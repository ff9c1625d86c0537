//! Engine backed by an external driver process.
//!
//! The driver (typically a small headless-browser bridge) reads one JSON
//! request per line on stdin and answers with one JSON response per line on
//! stdout:
//!
//! ```text
//! → {"id":3,"method":"evaluate","params":{"expression":"..."}}
//! ← {"id":3,"result":{...}}
//! ← {"id":4,"error":"message"}
//! ```
//!
//! Lines on stdout that are not responses are ignored; stderr is forwarded
//! to the log.

use std::process::Stdio;
use std::time::Duration;

use base64::{engine::general_purpose::STANDARD as BASE64, Engine};
use serde::{Deserialize, Serialize};
use serde_json::Value;
use tokio::io::{AsyncBufReadExt, AsyncWriteExt, BufReader};
use tokio::process::{Child, ChildStdin, ChildStdout, Command};
use tokio::sync::Mutex;

use framecast_common::config::DriverConfig;
use framecast_common::error::{FramecastError, FramecastResult};

use crate::engine::{ClipRect, EngineInstance, LaunchOptions, RenderEngine};

const CLOSE_GRACE: Duration = Duration::from_secs(2);

/// Launches one driver process per engine instance.
#[derive(Debug, Clone)]
pub struct DriverEngine {
    config: DriverConfig,
}

impl DriverEngine {
    pub fn new(config: DriverConfig) -> Self {
        Self { config }
    }

    pub fn program(&self) -> &str {
        &self.config.program
    }
}

#[async_trait::async_trait]
impl RenderEngine for DriverEngine {
    async fn launch(&self, options: &LaunchOptions) -> FramecastResult<Box<dyn EngineInstance>> {
        let mut cmd = Command::new(&self.config.program);
        cmd.args(&self.config.args)
            .stdin(Stdio::piped())
            .stdout(Stdio::piped())
            .stderr(Stdio::piped())
            .kill_on_drop(true);

        let mut child = cmd.spawn().map_err(|e| {
            FramecastError::launch(format!(
                "Failed to start driver '{}': {e}",
                self.config.program
            ))
        })?;
        let pid = child.id().unwrap_or_default();

        let stdin = child
            .stdin
            .take()
            .ok_or_else(|| FramecastError::launch("Failed to capture driver stdin"))?;
        let stdout = child
            .stdout
            .take()
            .ok_or_else(|| FramecastError::launch("Failed to capture driver stdout"))?;
        if let Some(stderr) = child.stderr.take() {
            // Drain stderr so the driver never blocks on a full pipe.
            tokio::spawn(async move {
                let mut lines = BufReader::new(stderr).lines();
                while let Ok(Some(line)) = lines.next_line().await {
                    tracing::debug!(pid, "driver: {line}");
                }
            });
        }

        tracing::info!(pid, program = %self.config.program, "Driver process started");

        let instance = DriverInstance {
            pid,
            transparent_background: options.transparent_background,
            io: Mutex::new(DriverIo {
                stdin,
                stdout: BufReader::new(stdout),
                next_id: 1,
            }),
            child: Mutex::new(Some(child)),
        };

        if let Err(e) = instance.call(DriverRequest::Launch(*options)).await {
            instance.kill().await;
            return Err(FramecastError::launch(e.to_string()));
        }

        Ok(Box::new(instance))
    }

    fn name(&self) -> &str {
        "driver"
    }
}

#[derive(Debug, Serialize)]
#[serde(tag = "method", content = "params", rename_all = "camelCase")]
enum DriverRequest<'a> {
    Launch(LaunchOptions),
    Navigate {
        url: &'a str,
    },
    Evaluate {
        expression: &'a str,
    },
    #[serde(rename_all = "camelCase")]
    Screenshot {
        clip: ClipRect,
        omit_background: bool,
    },
    Close,
}

#[derive(Debug, Serialize)]
struct RequestEnvelope<'a> {
    id: u64,
    #[serde(flatten)]
    request: DriverRequest<'a>,
}

#[derive(Debug, Deserialize)]
struct DriverResponse {
    id: u64,
    #[serde(default)]
    result: Value,
    #[serde(default)]
    error: Option<String>,
}

fn encode_request(id: u64, request: DriverRequest<'_>) -> FramecastResult<String> {
    let mut line = serde_json::to_string(&RequestEnvelope { id, request })?;
    line.push('\n');
    Ok(line)
}

/// Parse a stdout line, returning `None` for anything that is not a response.
fn parse_response(line: &str) -> Option<DriverResponse> {
    let trimmed = line.trim();
    if !trimmed.starts_with('{') {
        return None;
    }
    serde_json::from_str(trimmed).ok()
}

struct DriverIo {
    stdin: ChildStdin,
    stdout: BufReader<ChildStdout>,
    next_id: u64,
}

struct DriverInstance {
    pid: u32,
    transparent_background: bool,
    io: Mutex<DriverIo>,
    child: Mutex<Option<Child>>,
}

impl DriverInstance {
    async fn call(&self, request: DriverRequest<'_>) -> FramecastResult<Value> {
        let mut io = self.io.lock().await;
        let id = io.next_id;
        io.next_id += 1;

        let line = encode_request(id, request)?;
        io.stdin
            .write_all(line.as_bytes())
            .await
            .map_err(|e| FramecastError::engine(format!("Failed writing to driver: {e}")))?;
        io.stdin
            .flush()
            .await
            .map_err(|e| FramecastError::engine(format!("Failed writing to driver: {e}")))?;

        let mut buf = String::new();
        loop {
            buf.clear();
            let bytes = io
                .stdout
                .read_line(&mut buf)
                .await
                .map_err(|e| FramecastError::engine(format!("Failed reading from driver: {e}")))?;
            if bytes == 0 {
                return Err(FramecastError::engine(format!(
                    "driver process {} exited while handling request {id}",
                    self.pid
                )));
            }

            match parse_response(&buf) {
                Some(response) if response.id == id => {
                    return match response.error {
                        Some(message) => Err(FramecastError::engine(message)),
                        None => Ok(response.result),
                    };
                }
                Some(response) => {
                    tracing::debug!(pid = self.pid, expected = id, got = response.id, "Skipping stale driver response");
                }
                None => {
                    tracing::debug!(pid = self.pid, "driver stdout: {}", buf.trim_end());
                }
            }
        }
    }

    async fn kill(&self) {
        let Some(mut child) = self.child.lock().await.take() else {
            return;
        };
        if let Err(e) = child.start_kill() {
            tracing::debug!(pid = self.pid, error = %e, "Driver already exited");
        }
        match tokio::time::timeout(CLOSE_GRACE, child.wait()).await {
            Ok(Ok(status)) => tracing::debug!(pid = self.pid, %status, "Driver process exited"),
            Ok(Err(e)) => tracing::warn!(pid = self.pid, error = %e, "Failed to wait on driver"),
            Err(_) => tracing::warn!(pid = self.pid, "Driver did not exit after kill"),
        }
    }
}

#[async_trait::async_trait]
impl EngineInstance for DriverInstance {
    async fn navigate(&self, url: &str) -> FramecastResult<()> {
        self.call(DriverRequest::Navigate { url })
            .await
            .map(|_| ())
            .map_err(|e| FramecastError::navigation(url, e.to_string()))
    }

    async fn evaluate(&self, expression: &str) -> FramecastResult<Value> {
        self.call(DriverRequest::Evaluate { expression }).await
    }

    async fn screenshot(&self, clip: ClipRect) -> FramecastResult<Vec<u8>> {
        let result = self
            .call(DriverRequest::Screenshot {
                clip,
                omit_background: self.transparent_background,
            })
            .await?;
        let encoded = result
            .as_str()
            .ok_or_else(|| FramecastError::engine("driver screenshot result is not a string"))?;
        BASE64
            .decode(encoded)
            .map_err(|e| FramecastError::engine(format!("driver screenshot is not base64: {e}")))
    }

    async fn close(&self) -> FramecastResult<()> {
        if self.child.lock().await.is_none() {
            return Ok(());
        }
        // A request still in flight holds the I/O lock; skip the polite
        // close in that case and go straight to kill.
        if self.io.try_lock().is_ok() {
            let polite = tokio::time::timeout(CLOSE_GRACE, self.call(DriverRequest::Close)).await;
            if !matches!(polite, Ok(Ok(_))) {
                tracing::debug!(pid = self.pid, "Driver did not acknowledge close");
            }
        }
        self.kill().await;
        Ok(())
    }
}

#[cfg(test)]
mod tests {
    use super::*;
    use serde_json::json;

    #[test]
    fn requests_are_tagged_json_lines() {
        let line = encode_request(
            4,
            DriverRequest::Screenshot {
                clip: ClipRect::from_size(100, 50),
                omit_background: true,
            },
        )
        .unwrap();
        assert!(line.ends_with('\n'));
        let value: Value = serde_json::from_str(&line).unwrap();
        assert_eq!(value["id"], 4);
        assert_eq!(value["method"], "screenshot");
        assert_eq!(value["params"]["omitBackground"], true);
        assert_eq!(value["params"]["clip"]["width"], 100.0);

        let launch: Value = serde_json::from_str(
            &encode_request(
                1,
                DriverRequest::Launch(LaunchOptions {
                    device_scale_factor: 2.0,
                    transparent_background: false,
                }),
            )
            .unwrap(),
        )
        .unwrap();
        assert_eq!(launch["method"], "launch");
        assert_eq!(launch["params"]["deviceScaleFactor"], 2.0);

        let close: Value =
            serde_json::from_str(&encode_request(9, DriverRequest::Close).unwrap()).unwrap();
        assert_eq!(close, json!({"id": 9, "method": "close"}));
    }

    #[test]
    fn response_parsing_ignores_noise() {
        assert!(parse_response("DevTools listening on ws://...").is_none());
        assert!(parse_response("{not json").is_none());

        let ok = parse_response("{\"id\":2,\"result\":[1,2]}\n").unwrap();
        assert_eq!(ok.id, 2);
        assert_eq!(ok.result, json!([1, 2]));
        assert!(ok.error.is_none());

        let err = parse_response("{\"id\":3,\"error\":\"boom\"}").unwrap();
        assert_eq!(err.error.as_deref(), Some("boom"));
        assert!(err.result.is_null());
    }
}
pub mod check;
pub mod info;
pub mod render;

use std::process::Command;

/// Whether `binary` resolves on PATH.
pub fn command_exists(binary: &str) -> bool {
    Command::new("sh")
        .arg("-c")
        .arg(format!("command -v {binary} >/dev/null 2>&1"))
        .status()
        .map(|status| status.success())
        .unwrap_or(false)
}
//! Error types shared across Framecast crates.

use std::path::PathBuf;

/// Top-level error type for Framecast operations.
#[derive(Debug, thiserror::Error)]
pub enum FramecastError {
    #[error("Engine launch failed: {message}")]
    Launch { message: String },

    #[error("Navigation to {url} failed: {message}")]
    Navigation { url: String, message: String },

    #[error("Timed out: {message}")]
    Timeout { message: String },

    #[error(
        "Session {session_id} is already rendering frame {in_flight}; refused frame {requested}"
    )]
    ConcurrentRender {
        session_id: u64,
        requested: u64,
        in_flight: u64,
    },

    #[error("Engine error: {message}")]
    Engine { message: String },

    #[error("Encoder process error: {message}")]
    EncoderProcess { message: String },

    #[error("Filesystem error at {path}: {source}")]
    Filesystem {
        path: PathBuf,
        #[source]
        source: std::io::Error,
    },

    #[error("Configuration error: {message}")]
    Config { message: String },

    #[error("Run cancelled")]
    Cancelled,

    #[error("Session pool is shut down")]
    PoolClosed,

    #[error(transparent)]
    Io(#[from] std::io::Error),

    #[error(transparent)]
    Json(#[from] serde_json::Error),

    #[error(transparent)]
    Other(#[from] anyhow::Error),
}

/// Result type alias using FramecastError.
pub type FramecastResult<T> = Result<T, FramecastError>;

impl FramecastError {
    pub fn launch(msg: impl Into<String>) -> Self {
        Self::Launch {
            message: msg.into(),
        }
    }

    pub fn navigation(url: impl Into<String>, msg: impl Into<String>) -> Self {
        Self::Navigation {
            url: url.into(),
            message: msg.into(),
        }
    }

    pub fn timeout(msg: impl Into<String>) -> Self {
        Self::Timeout {
            message: msg.into(),
        }
    }

    pub fn engine(msg: impl Into<String>) -> Self {
        Self::Engine {
            message: msg.into(),
        }
    }

    pub fn encoder(msg: impl Into<String>) -> Self {
        Self::EncoderProcess {
            message: msg.into(),
        }
    }

    pub fn filesystem(path: impl Into<PathBuf>, source: std::io::Error) -> Self {
        Self::Filesystem {
            path: path.into(),
            source,
        }
    }

    pub fn config(msg: impl Into<String>) -> Self {
        Self::Config {
            message: msg.into(),
        }
    }

    /// Whether this error came from the run being cancelled rather than
    /// from a failing task.
    pub fn is_cancelled(&self) -> bool {
        matches!(self, Self::Cancelled)
    }
}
------
### Exercise aim
Filter the records above and return every line that holds the word "Whether".

### Task result
/// Whether `binary` resolves on PATH.
    /// Whether this error came from the run being cancelled rather than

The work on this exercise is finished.